### Problem
Check every line below for the word "text" and copy the ones that have it.

### Records to process

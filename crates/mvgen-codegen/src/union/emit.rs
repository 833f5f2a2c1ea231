//! C# text for the synthesized unions and their registry.

use super::declaration::{InternalUnionDeclaration, UnionType};
use crate::constants::{
    generated_code, AUTO_GENERATED_HEADER, EXCLUDE_COVERAGE, IUNION_CONVERTER_T, UNION_CONVERTER, UNION_GENERATOR,
    UNION_TYPE,
};
use crate::generator::GeneratedSource;
use crate::output::{hint_name, identifier};
use crate::printer::Printer;

/// Namespace holding every synthesized union.
pub const UNIONS_NAMESPACE: &str = "ZBase.Foundation.Mvvm.Unions.__Internal";

const STRUCT_LAYOUT_EXPLICIT: &str = "[global::System.Runtime.InteropServices.StructLayout(global::System.Runtime.InteropServices.LayoutKind.Explicit)]";
const META_OFFSET: &str = "[global::System.Runtime.InteropServices.FieldOffset(global::ZBase.Foundation.Mvvm.Unions.UnionBase.META_OFFSET)]";
const DATA_OFFSET: &str = "[global::System.Runtime.InteropServices.FieldOffset(global::ZBase.Foundation.Mvvm.Unions.UnionBase.DATA_OFFSET)]";

impl InternalUnionDeclaration {
    /// One explicit-layout union per value type.
    pub fn generate_unions_for_value_types(&self) -> Vec<GeneratedSource> {
        self.value_types
            .iter()
            .map(|ty| unit(ty, write_value_union(ty)))
            .collect()
    }

    /// One wrapper union per reference type.
    pub fn generate_unions_for_ref_types(&self) -> Vec<GeneratedSource> {
        self.ref_types
            .iter()
            .map(|ty| unit(ty, write_ref_union(ty)))
            .collect()
    }

    /// The registry class registering every generated converter, if any.
    pub fn generate_static_class(&self) -> Option<GeneratedSource> {
        if self.is_empty() {
            return None;
        }
        Some(GeneratedSource {
            hint_name: hint_name(&self.assembly_name, "__UnionRegistry"),
            text: self.write_registry(),
        })
    }

    fn write_registry(&self) -> String {
        let generated = generated_code(UNION_GENERATOR);
        let mut p = begin_unit();

        p.print_line(&generated);
        p.print_line(EXCLUDE_COVERAGE);
        p.print_line(format!("internal static partial class UnionRegistry__{}", identifier(&self.assembly_name)));
        p.open_scope();

        p.print_line("[Preserve]");
        if self.references_ui_framework {
            p.print_line("[global::UnityEngine.RuntimeInitializeOnLoadMethod(global::UnityEngine.RuntimeInitializeLoadType.AfterAssembliesLoaded)]");
        } else {
            p.print_line("[global::System.Runtime.CompilerServices.ModuleInitializer]");
        }
        p.print_line("internal static void Register()");
        p.open_scope();
        for ty in self.value_types.iter().chain(&self.ref_types) {
            p.print_line(format!(
                "{UNION_CONVERTER}.TryRegister<{}>({}.Converter.Default);",
                ty.full_name,
                ty.union_name(),
            ));
        }
        p.close_scope();
        p.print_empty_line();

        // The managed code stripper matches this attribute by name.
        p.print_line("[global::System.AttributeUsage(global::System.AttributeTargets.All, Inherited = false)]");
        p.print_line(&generated);
        p.print_line("private sealed class PreserveAttribute : global::System.Attribute { }");

        p.close_scope();
        end_unit(p)
    }
}

fn unit(ty: &UnionType, text: String) -> GeneratedSource {
    GeneratedSource {
        hint_name: hint_name(&ty.full_name, "__Union"),
        text,
    }
}

fn begin_unit() -> Printer {
    let mut p = Printer::new();
    p.print_block(AUTO_GENERATED_HEADER);
    p.print_empty_line();
    p.print_line(format!("namespace {UNIONS_NAMESPACE}"));
    p.open_scope();
    p
}

fn end_unit(mut p: Printer) -> String {
    p.close_scope();
    p.into_string()
}

fn write_value_union(ty: &UnionType) -> String {
    let name = ty.union_name();
    let full = &ty.full_name;
    let mut p = begin_unit();

    p.print_line(generated_code(UNION_GENERATOR));
    p.print_line(EXCLUDE_COVERAGE);
    p.print_line(STRUCT_LAYOUT_EXPLICIT);
    p.print_line(format!("internal readonly struct {name} : global::ZBase.Foundation.Mvvm.Unions.IUnion<{full}>"));
    p.open_scope();

    p.print_line(META_OFFSET);
    p.print_line(format!("public readonly {UNION_TYPE} Union;"));
    p.print_empty_line();
    p.print_line(DATA_OFFSET);
    p.print_line(format!("public readonly {full} Value;"));
    p.print_empty_line();

    p.print_line(format!("public {name}({full} value)"));
    p.open_scope();
    p.print_line(format!("this.Union = new {UNION_TYPE}(global::ZBase.Foundation.Mvvm.Unions.UnionTypeKind.ValueType, global::ZBase.Foundation.Mvvm.Unions.TypeId.Of<{full}>());"));
    p.print_line("this.Value = value;");
    p.close_scope();
    p.print_empty_line();

    p.print_line(format!("public {name}(in {UNION_TYPE} union)"));
    p.open_scope();
    p.print_line("this.Value = default;");
    p.print_line("this.Union = union;");
    p.close_scope();
    p.print_empty_line();

    write_converter(&mut p, ty, "return union.TypeId == global::ZBase.Foundation.Mvvm.Unions.TypeId.Of<T>();");

    p.close_scope();
    end_unit(p)
}

fn write_ref_union(ty: &UnionType) -> String {
    let name = ty.union_name();
    let full = &ty.full_name;
    let mut p = begin_unit();

    p.print_line(generated_code(UNION_GENERATOR));
    p.print_line(EXCLUDE_COVERAGE);
    p.print_line(format!("internal readonly struct {name} : global::ZBase.Foundation.Mvvm.Unions.IUnion<{full}>"));
    p.open_scope();

    p.print_line(format!("public readonly {UNION_TYPE} Union;"));
    p.print_empty_line();

    p.print_line(format!("public {name}({full} value)"));
    p.open_scope();
    p.print_line(format!("this.Union = new {UNION_TYPE}(value);"));
    p.close_scope();
    p.print_empty_line();

    p.print_line(format!("public {name}(in {UNION_TYPE} union)"));
    p.open_scope();
    p.print_line("this.Union = union;");
    p.close_scope();
    p.print_empty_line();

    p.print_line(format!("public {full} Value => this.Union.Object as {full};"));
    p.print_empty_line();

    write_converter(&mut p, ty, "return union.Object is T;");

    p.close_scope();
    end_unit(p)
}

/// The nested converter registered for the union. `check` is the body of
/// the type test, written against a type parameter `T` aliasing the type.
fn write_converter(p: &mut Printer, ty: &UnionType, check: &str) {
    let name = ty.union_name();
    let full = &ty.full_name;

    p.print_line(format!("public sealed class Converter : {IUNION_CONVERTER_T}<{full}>"));
    p.open_scope();

    p.print_line("public static readonly Converter Default = new Converter();");
    p.print_empty_line();
    p.print_line("private Converter() { }");
    p.print_empty_line();

    p.print_line(format!("public {UNION_TYPE} ToUnion({full} value)"));
    p.print_line(format!("    => new {name}(value).Union;"));
    p.print_empty_line();

    p.print_line(format!("public bool TryGetValue(in {UNION_TYPE} union, out {full} result)"));
    p.open_scope();
    p.print_line(format!("if (Is<{full}>(union))"));
    p.open_scope();
    p.print_line(format!("result = new {name}(union).Value;"));
    p.print_line("return true;");
    p.close_scope();
    p.print_empty_line();
    p.print_line("result = default;");
    p.print_line("return false;");
    p.close_scope();
    p.print_empty_line();

    p.print_line(format!("private static bool Is<T>(in {UNION_TYPE} union)"));
    p.open_scope();
    p.print_line(check);
    p.close_scope();

    p.close_scope();
}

### Your solution
//! C# text for the synthesized unions and their registry.
            text: self.write_registry(),
fn unit(ty: &UnionType, text: String) -> GeneratedSource {
        text,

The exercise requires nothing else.